Imaging the cAMP Signaling Microdomain of the Primary Cilium Using Targeted FRET-Based Biosensors

Optical approaches have revolutionized our view of second messenger signaling in organelles, allowing precise time-resolved assessment of soluble signaling molecules in situ. Among the most challenging of subcellular signaling microdomains to assay is the primary cilium. A petite but visually arresting organelle, the primary cilium extends from the cell surface of most non-dividing cells. Recently, the concept of the primary cilium as an independent cAMP signaling organelle has attracted substantial interest. The cilium sequesters a very specific subset of ciliary cAMP-linked GPCRs in its membrane (e.g., 5-HT6, D1R, MCR4, FFAR4, TGR5), as well as other key components of the cAMP signaling machinery that include adenylyl cyclases, GNAS, phosphodiesterases, PKA holoenzyme, and biologically important PKA targets.

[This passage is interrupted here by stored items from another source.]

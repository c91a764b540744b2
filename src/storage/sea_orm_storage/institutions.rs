//! 机构存储操作与资源归属查询

use super::SeaOrmStorage;
use crate::entity::{
    classes, courses, grade_components,
    institutions::{self, ActiveModel, Column, Entity as Institutions},
    prelude::{Classes, CourseActiveModel, Courses, GradeComponents, Subjects},
    subjects,
};
use crate::errors::{NotaDezError, Result};
use crate::models::{
    PaginatedResponse, PaginationInfo,
    institutions::{
        entities::Institution,
        requests::{
            CreateInstitutionRequest, InstitutionListParams, OnboardingRequest,
            UpdateInstitutionRequest,
        },
        responses::OnboardingResponse,
    },
};
use crate::storage::OwnedResource;
use crate::utils::contains_pattern;
use sea_orm::{
    ActiveModelTrait, ColumnTrait, EntityTrait, JoinType, PaginatorTrait, QueryFilter, QueryOrder,
    QuerySelect, RelationTrait, Set, TransactionTrait,
};

impl SeaOrmStorage {
    /// 创建机构
    pub async fn create_institution_impl(
        &self,
        user_id: i64,
        req: CreateInstitutionRequest,
    ) -> Result<Institution> {
        let now = chrono::Utc::now().timestamp();

        let model = ActiveModel {
            user_id: Set(user_id),
            name: Set(req.name.trim().to_string()),
            created_at: Set(now),
            updated_at: Set(now),
            ..Default::default()
        };

        let result = model
            .insert(&self.db)
            .await
            .map_err(|e| NotaDezError::from_db("创建机构失败", e))?;

        Ok(result.into_institution())
    }

    /// 通过 ID 获取机构
    pub async fn get_institution_by_id_impl(&self, id: i64) -> Result<Option<Institution>> {
        let result = Institutions::find_by_id(id)
            .one(&self.db)
            .await
            .map_err(|e| NotaDezError::from_db("查询机构失败", e))?;

        Ok(result.map(|m| m.into_institution()))
    }

    /// 分页列出当前用户的机构
    pub async fn list_institutions_with_pagination_impl(
        &self,
        user_id: i64,
        params: InstitutionListParams,
    ) -> Result<PaginatedResponse<Institution>> {
        let mut select = Institutions::find().filter(Column::UserId.eq(user_id));

        if let Some(ref search) = params.search
            && !search.trim().is_empty()
        {
            let pattern = contains_pattern(search.trim());
            select = select.filter(Column::Name.like(pattern));
        }

        let paginator = select
            .order_by_asc(Column::Name)
            .paginate(&self.db, params.pagination.size());

        let total = paginator
            .num_items()
            .await
            .map_err(|e| NotaDezError::from_db("查询机构总数失败", e))?;
        let pages = paginator
            .num_pages()
            .await
            .map_err(|e| NotaDezError::from_db("查询机构页数失败", e))?;
        let items = paginator
            .fetch_page(params.pagination.page() - 1)
            .await
            .map_err(|e| NotaDezError::from_db("查询机构列表失败", e))?;

        Ok(PaginatedResponse {
            items: items.into_iter().map(|m| m.into_institution()).collect(),
            pagination: PaginationInfo::new(&params.pagination, total, pages),
        })
    }

    /// 更新机构
    pub async fn update_institution_impl(
        &self,
        id: i64,
        update: UpdateInstitutionRequest,
    ) -> Result<Option<Institution>> {
        let existing = self.get_institution_by_id_impl(id).await?;
        if existing.is_none() {
            return Ok(None);
        }

        let mut model = ActiveModel {
            id: Set(id),
            updated_at: Set(chrono::Utc::now().timestamp()),
            ..Default::default()
        };

        if let Some(name) = update.name {
            model.name = Set(name.trim().to_string());
        }

        model
            .update(&self.db)
            .await
            .map_err(|e| NotaDezError::from_db("更新机构失败", e))?;

        self.get_institution_by_id_impl(id).await
    }

    /// 删除机构（级联删除课程及其下属数据）
    pub async fn delete_institution_impl(&self, id: i64) -> Result<bool> {
        let result = Institutions::delete_by_id(id)
            .exec(&self.db)
            .await
            .map_err(|e| NotaDezError::from_db("删除机构失败", e))?;

        Ok(result.rows_affected > 0)
    }

    /// 首次使用引导：同名机构复用，课程总是新建
    pub async fn onboard_impl(
        &self,
        user_id: i64,
        req: OnboardingRequest,
    ) -> Result<OnboardingResponse> {
        let institution_name = req.institution_name.trim().to_string();
        let course_name = req.course_name.trim().to_string();
        let now = chrono::Utc::now().timestamp();

        let txn = self
            .db
            .begin()
            .await
            .map_err(|e| NotaDezError::from_db("开启事务失败", e))?;

        let existing = Institutions::find()
            .filter(Column::UserId.eq(user_id))
            .filter(Column::Name.eq(institution_name.as_str()))
            .one(&txn)
            .await
            .map_err(|e| NotaDezError::from_db("查询机构失败", e))?;

        let (institution, institution_created) = match existing {
            Some(model) => (model, false),
            None => {
                let model = ActiveModel {
                    user_id: Set(user_id),
                    name: Set(institution_name),
                    created_at: Set(now),
                    updated_at: Set(now),
                    ..Default::default()
                }
                .insert(&txn)
                .await
                .map_err(|e| NotaDezError::from_db("创建机构失败", e))?;
                (model, true)
            }
        };

        let course = CourseActiveModel {
            institution_id: Set(institution.id),
            name: Set(course_name),
            created_at: Set(now),
            updated_at: Set(now),
            ..Default::default()
        }
        .insert(&txn)
        .await
        .map_err(|e| NotaDezError::from_db("创建课程失败", e))?;

        txn.commit()
            .await
            .map_err(|e| NotaDezError::from_db("提交事务失败", e))?;

        let institution_name = institution.name.clone();
        Ok(OnboardingResponse {
            institution: institution.into_institution(),
            course: course.into_course(Some(institution_name)),
            institution_created,
        })
    }

    /// 查询资源所属用户
    pub async fn resolve_owner_impl(
        &self,
        resource: OwnedResource,
        id: i64,
    ) -> Result<Option<i64>> {
        let owner = match resource {
            OwnedResource::Institution => {
                Institutions::find_by_id(id)
                    .select_only()
                    .column(institutions::Column::UserId)
                    .into_tuple::<i64>()
                    .one(&self.db)
                    .await
            }
            OwnedResource::Course => {
                Courses::find_by_id(id)
                    .select_only()
                    .column(institutions::Column::UserId)
                    .join(JoinType::InnerJoin, courses::Relation::Institution.def())
                    .into_tuple::<i64>()
                    .one(&self.db)
                    .await
            }
            OwnedResource::Subject => {
                Subjects::find_by_id(id)
                    .select_only()
                    .column(institutions::Column::UserId)
                    .join(JoinType::InnerJoin, subjects::Relation::Course.def())
                    .join(JoinType::InnerJoin, courses::Relation::Institution.def())
                    .into_tuple::<i64>()
                    .one(&self.db)
                    .await
            }
            OwnedResource::Class => {
                Classes::find_by_id(id)
                    .select_only()
                    .column(institutions::Column::UserId)
                    .join(JoinType::InnerJoin, classes::Relation::Course.def())
                    .join(JoinType::InnerJoin, courses::Relation::Institution.def())
                    .into_tuple::<i64>()
                    .one(&self.db)
                    .await
            }
            OwnedResource::Component => {
                GradeComponents::find_by_id(id)
                    .select_only()
                    .column(institutions::Column::UserId)
                    .join(JoinType::InnerJoin, grade_components::Relation::Subject.def())
                    .join(JoinType::InnerJoin, subjects::Relation::Course.def())
                    .join(JoinType::InnerJoin, courses::Relation::Institution.def())
                    .into_tuple::<i64>()
                    .one(&self.db)
                    .await
            }
        };

        owner.map_err(|e| NotaDezError::from_db("查询资源归属失败", e))
    }
}
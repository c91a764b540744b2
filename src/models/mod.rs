//! 业务数据模型
//!
//! 每个领域拆分为 entities / requests / responses，并通过 ts-rs 导出前端类型。

pub mod auth;
pub mod classes;
pub mod common;
pub mod components;
pub mod courses;
pub mod grades;
pub mod institutions;
pub mod students;
pub mod subjects;
pub mod users;

pub use common::{ApiResponse, PaginatedResponse, PaginationInfo, PaginationQuery};

use serde::{Deserialize, Serialize};
use ts_rs::TS;

/// 进程启动时间
#[derive(Debug, Clone)]
pub struct AppStartTime {
    pub start_datetime: chrono::DateTime<chrono::Utc>,
}

/// 健康检查响应
#[derive(Debug, Serialize, TS)]
#[ts(export, export_to = "../frontend/src/types/generated/api.ts")]
pub struct HealthResponse {
    pub status: String,
    pub uptime_seconds: i64,
}

impl AppStartTime {
    pub fn uptime_seconds(&self) -> i64 {
        chrono::Utc::now()
            .signed_duration_since(self.start_datetime)
            .num_seconds()
    }
}

/// 业务错误码
#[derive(Debug, Clone, Copy, PartialEq, Eq, Serialize, Deserialize, TS)]
#[ts(export, export_to = "../frontend/src/types/generated/api.ts")]
#[repr(i32)]
pub enum ErrorCode {
    Success = 0,

    // 通用 1xxx
    BadRequest = 1000,
    Unauthorized = 1001,
    Forbidden = 1003,
    NotFound = 1004,
    Conflict = 1009,
    InternalServerError = 1500,

    // 认证 2xxx
    AuthFailed = 2000,
    RegisterFailed = 2001,
    UserEmailInvalid = 2002,
    UserEmailAlreadyExists = 2003,
    UserPasswordInvalid = 2004,
    UserNotFound = 2005,
    ResetTokenInvalid = 2010,
    ResetTokenExpired = 2011,
    EmailSendFailed = 2012,

    // 机构与课程 3xxx
    InstitutionNotFound = 3000,
    InstitutionAlreadyExists = 3001,
    CourseNotFound = 3010,
    CourseAlreadyExists = 3011,

    // 学科与成绩组成 4xxx
    SubjectNotFound = 4000,
    SubjectNotInCourse = 4001,
    FormulaInvalid = 4010,
    FormulaIncomplete = 4011,
    ComponentNotFound = 4020,
    ComponentAlreadyExists = 4021,
    ComponentInUse = 4022,
    ComponentAbbreviationInvalid = 4023,

    // 班级与学生 5xxx
    ClassNotFound = 5000,
    ClassAlreadyExists = 5001,
    ClassSubjectNotLinked = 5002,
    StudentNotFound = 5010,
    StudentAlreadyExists = 5011,
    StudentAlreadyEnrolled = 5012,
    StudentNotEnrolled = 5013,

    // 导入导出与成绩 6xxx
    ImportFileDataInvalid = 6000,
    ImportFileParseFailed = 6001,
    FileUploadFailed = 6002,
    GradeValueInvalid = 6010,
    GradeNotFound = 6011,
    GradesIncomplete = 6012,
}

Here we provide a practical guide to assessing ciliary cAMP signals in live cells using targeted genetically encoded FRET biosensors. Key experimental difficulties include gathering sufficient signal from such a small, photon-limited volume, and the susceptibility of cilia to movement artifacts. Other challenges are associated with the fidelity of sensor targeting and the difficulties in distinguishing between cAMP signals produced exclusively within the cilium vs. those that emanate from the cell body. Here we describe ratio imaging approaches used in our lab for time-resolved visualization of ciliary cAMP in cultured renal cells. These methods can be readily adapted to other cell types and microscopy platforms according to the needs of the user.